:: WORK REQUEST ::
Could you copy each line of the listing below that has the word "ContentId"?

:: MATERIAL PROVIDED ::
————————
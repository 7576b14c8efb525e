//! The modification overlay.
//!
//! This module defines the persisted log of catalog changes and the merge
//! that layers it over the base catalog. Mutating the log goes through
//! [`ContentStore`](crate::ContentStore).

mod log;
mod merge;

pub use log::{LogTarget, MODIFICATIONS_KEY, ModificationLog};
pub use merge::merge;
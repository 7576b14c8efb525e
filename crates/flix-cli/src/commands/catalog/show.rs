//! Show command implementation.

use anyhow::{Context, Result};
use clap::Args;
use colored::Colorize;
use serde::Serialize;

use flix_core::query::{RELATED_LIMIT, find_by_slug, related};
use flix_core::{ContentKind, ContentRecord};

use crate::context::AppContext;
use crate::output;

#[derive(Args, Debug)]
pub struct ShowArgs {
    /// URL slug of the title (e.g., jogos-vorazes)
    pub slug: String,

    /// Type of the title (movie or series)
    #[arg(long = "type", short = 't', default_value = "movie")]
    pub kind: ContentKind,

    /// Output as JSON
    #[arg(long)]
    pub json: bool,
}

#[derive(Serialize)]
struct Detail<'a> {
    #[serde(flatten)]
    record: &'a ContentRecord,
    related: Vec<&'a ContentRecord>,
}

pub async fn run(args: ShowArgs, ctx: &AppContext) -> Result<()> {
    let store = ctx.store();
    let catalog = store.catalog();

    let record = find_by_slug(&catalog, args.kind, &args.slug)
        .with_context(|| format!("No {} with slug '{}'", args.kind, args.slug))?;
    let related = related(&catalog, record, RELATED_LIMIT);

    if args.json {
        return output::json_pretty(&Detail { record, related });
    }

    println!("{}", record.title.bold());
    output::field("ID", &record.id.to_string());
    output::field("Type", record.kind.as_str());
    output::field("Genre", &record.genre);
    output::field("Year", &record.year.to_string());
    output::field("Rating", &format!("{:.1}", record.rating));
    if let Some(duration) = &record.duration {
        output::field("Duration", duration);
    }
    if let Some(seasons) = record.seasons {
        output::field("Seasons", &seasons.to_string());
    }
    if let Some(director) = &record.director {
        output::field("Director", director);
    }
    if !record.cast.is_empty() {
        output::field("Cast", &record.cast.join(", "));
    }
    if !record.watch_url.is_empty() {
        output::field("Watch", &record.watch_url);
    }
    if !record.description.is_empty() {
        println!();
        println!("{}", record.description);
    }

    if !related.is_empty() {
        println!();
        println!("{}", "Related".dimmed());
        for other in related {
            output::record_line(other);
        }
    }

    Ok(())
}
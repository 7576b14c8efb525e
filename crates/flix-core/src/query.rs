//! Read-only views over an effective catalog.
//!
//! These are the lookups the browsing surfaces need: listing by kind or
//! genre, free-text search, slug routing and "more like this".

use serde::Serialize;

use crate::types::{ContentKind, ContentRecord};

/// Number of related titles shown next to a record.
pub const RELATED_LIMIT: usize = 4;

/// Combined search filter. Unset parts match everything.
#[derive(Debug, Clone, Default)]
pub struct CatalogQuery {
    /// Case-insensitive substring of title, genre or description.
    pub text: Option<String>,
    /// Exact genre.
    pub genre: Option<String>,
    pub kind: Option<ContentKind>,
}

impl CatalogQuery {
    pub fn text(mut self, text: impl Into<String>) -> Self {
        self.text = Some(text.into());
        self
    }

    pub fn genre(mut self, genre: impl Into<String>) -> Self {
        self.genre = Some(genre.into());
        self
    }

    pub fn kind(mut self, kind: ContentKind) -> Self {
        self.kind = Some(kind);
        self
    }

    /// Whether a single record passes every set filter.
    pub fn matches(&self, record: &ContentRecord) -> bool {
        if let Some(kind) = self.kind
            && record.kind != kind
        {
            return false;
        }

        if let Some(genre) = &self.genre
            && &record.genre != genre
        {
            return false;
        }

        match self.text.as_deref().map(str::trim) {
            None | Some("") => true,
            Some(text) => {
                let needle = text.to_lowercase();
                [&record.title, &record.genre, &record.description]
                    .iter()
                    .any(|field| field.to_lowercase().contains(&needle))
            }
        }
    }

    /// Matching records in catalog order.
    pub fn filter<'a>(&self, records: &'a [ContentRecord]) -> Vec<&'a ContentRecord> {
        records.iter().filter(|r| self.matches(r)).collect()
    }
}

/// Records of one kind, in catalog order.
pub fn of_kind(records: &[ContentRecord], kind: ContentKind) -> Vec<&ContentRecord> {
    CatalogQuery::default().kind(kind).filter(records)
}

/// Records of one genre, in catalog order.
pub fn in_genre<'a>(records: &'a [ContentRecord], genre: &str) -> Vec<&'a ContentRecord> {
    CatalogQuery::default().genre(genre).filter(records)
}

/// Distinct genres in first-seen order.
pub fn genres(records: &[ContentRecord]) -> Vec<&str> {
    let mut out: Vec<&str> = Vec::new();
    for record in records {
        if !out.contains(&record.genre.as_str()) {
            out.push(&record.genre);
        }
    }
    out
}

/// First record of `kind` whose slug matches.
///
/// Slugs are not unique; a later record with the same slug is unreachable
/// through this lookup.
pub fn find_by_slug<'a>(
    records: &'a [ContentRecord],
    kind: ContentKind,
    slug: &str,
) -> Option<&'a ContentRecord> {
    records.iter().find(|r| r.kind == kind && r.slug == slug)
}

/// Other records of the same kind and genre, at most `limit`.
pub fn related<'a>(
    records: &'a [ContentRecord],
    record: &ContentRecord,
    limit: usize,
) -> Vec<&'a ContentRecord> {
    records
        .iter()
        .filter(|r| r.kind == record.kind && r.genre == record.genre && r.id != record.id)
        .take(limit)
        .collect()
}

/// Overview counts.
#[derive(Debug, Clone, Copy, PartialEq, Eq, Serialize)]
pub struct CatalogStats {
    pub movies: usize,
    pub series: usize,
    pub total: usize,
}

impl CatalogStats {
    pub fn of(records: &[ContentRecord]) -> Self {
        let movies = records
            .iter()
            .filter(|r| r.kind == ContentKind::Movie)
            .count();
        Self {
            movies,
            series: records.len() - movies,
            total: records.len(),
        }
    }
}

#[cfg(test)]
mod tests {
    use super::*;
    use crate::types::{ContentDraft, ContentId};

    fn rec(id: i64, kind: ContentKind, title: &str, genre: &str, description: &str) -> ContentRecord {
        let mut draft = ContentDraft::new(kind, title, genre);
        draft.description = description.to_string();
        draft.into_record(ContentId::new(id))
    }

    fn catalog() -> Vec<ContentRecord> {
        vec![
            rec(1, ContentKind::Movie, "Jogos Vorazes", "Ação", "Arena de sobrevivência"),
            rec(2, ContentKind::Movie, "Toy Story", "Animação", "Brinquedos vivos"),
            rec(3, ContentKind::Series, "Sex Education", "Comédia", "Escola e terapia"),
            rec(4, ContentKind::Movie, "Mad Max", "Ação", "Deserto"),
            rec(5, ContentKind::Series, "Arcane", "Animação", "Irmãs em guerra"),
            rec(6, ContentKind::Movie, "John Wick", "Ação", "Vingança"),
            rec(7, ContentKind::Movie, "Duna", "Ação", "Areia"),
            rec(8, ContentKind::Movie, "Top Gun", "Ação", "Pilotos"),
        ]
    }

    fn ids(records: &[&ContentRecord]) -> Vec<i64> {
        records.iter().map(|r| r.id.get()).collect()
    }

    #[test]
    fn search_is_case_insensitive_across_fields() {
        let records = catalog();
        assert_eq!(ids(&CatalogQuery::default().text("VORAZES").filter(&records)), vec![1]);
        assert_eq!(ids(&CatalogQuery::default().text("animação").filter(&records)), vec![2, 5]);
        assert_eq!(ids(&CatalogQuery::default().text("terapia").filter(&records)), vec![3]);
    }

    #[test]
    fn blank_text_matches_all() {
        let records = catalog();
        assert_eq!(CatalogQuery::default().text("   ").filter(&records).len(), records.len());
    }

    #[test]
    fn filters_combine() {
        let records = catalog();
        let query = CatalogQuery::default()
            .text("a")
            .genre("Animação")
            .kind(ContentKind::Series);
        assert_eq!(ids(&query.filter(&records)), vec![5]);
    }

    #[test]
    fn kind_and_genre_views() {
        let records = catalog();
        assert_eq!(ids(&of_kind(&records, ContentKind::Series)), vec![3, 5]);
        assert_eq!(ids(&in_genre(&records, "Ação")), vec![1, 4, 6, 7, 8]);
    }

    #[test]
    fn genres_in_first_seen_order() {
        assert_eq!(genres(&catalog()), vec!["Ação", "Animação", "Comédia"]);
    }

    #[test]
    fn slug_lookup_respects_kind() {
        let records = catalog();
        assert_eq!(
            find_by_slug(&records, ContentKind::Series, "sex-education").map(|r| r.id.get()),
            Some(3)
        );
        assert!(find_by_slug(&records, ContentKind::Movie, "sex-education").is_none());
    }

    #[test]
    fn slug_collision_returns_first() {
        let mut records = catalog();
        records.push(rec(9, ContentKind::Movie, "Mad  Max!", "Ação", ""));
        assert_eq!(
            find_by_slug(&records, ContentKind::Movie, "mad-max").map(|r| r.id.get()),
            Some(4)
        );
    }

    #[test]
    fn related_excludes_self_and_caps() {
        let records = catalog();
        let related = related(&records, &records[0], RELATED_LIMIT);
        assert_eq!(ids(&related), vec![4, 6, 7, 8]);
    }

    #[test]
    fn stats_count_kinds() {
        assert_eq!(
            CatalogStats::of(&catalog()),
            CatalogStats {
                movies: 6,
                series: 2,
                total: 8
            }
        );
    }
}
————————
:: EXERCISE OUTPUT ::
    use crate::types::{ContentDraft, ContentId};
        draft.into_record(ContentId::new(id))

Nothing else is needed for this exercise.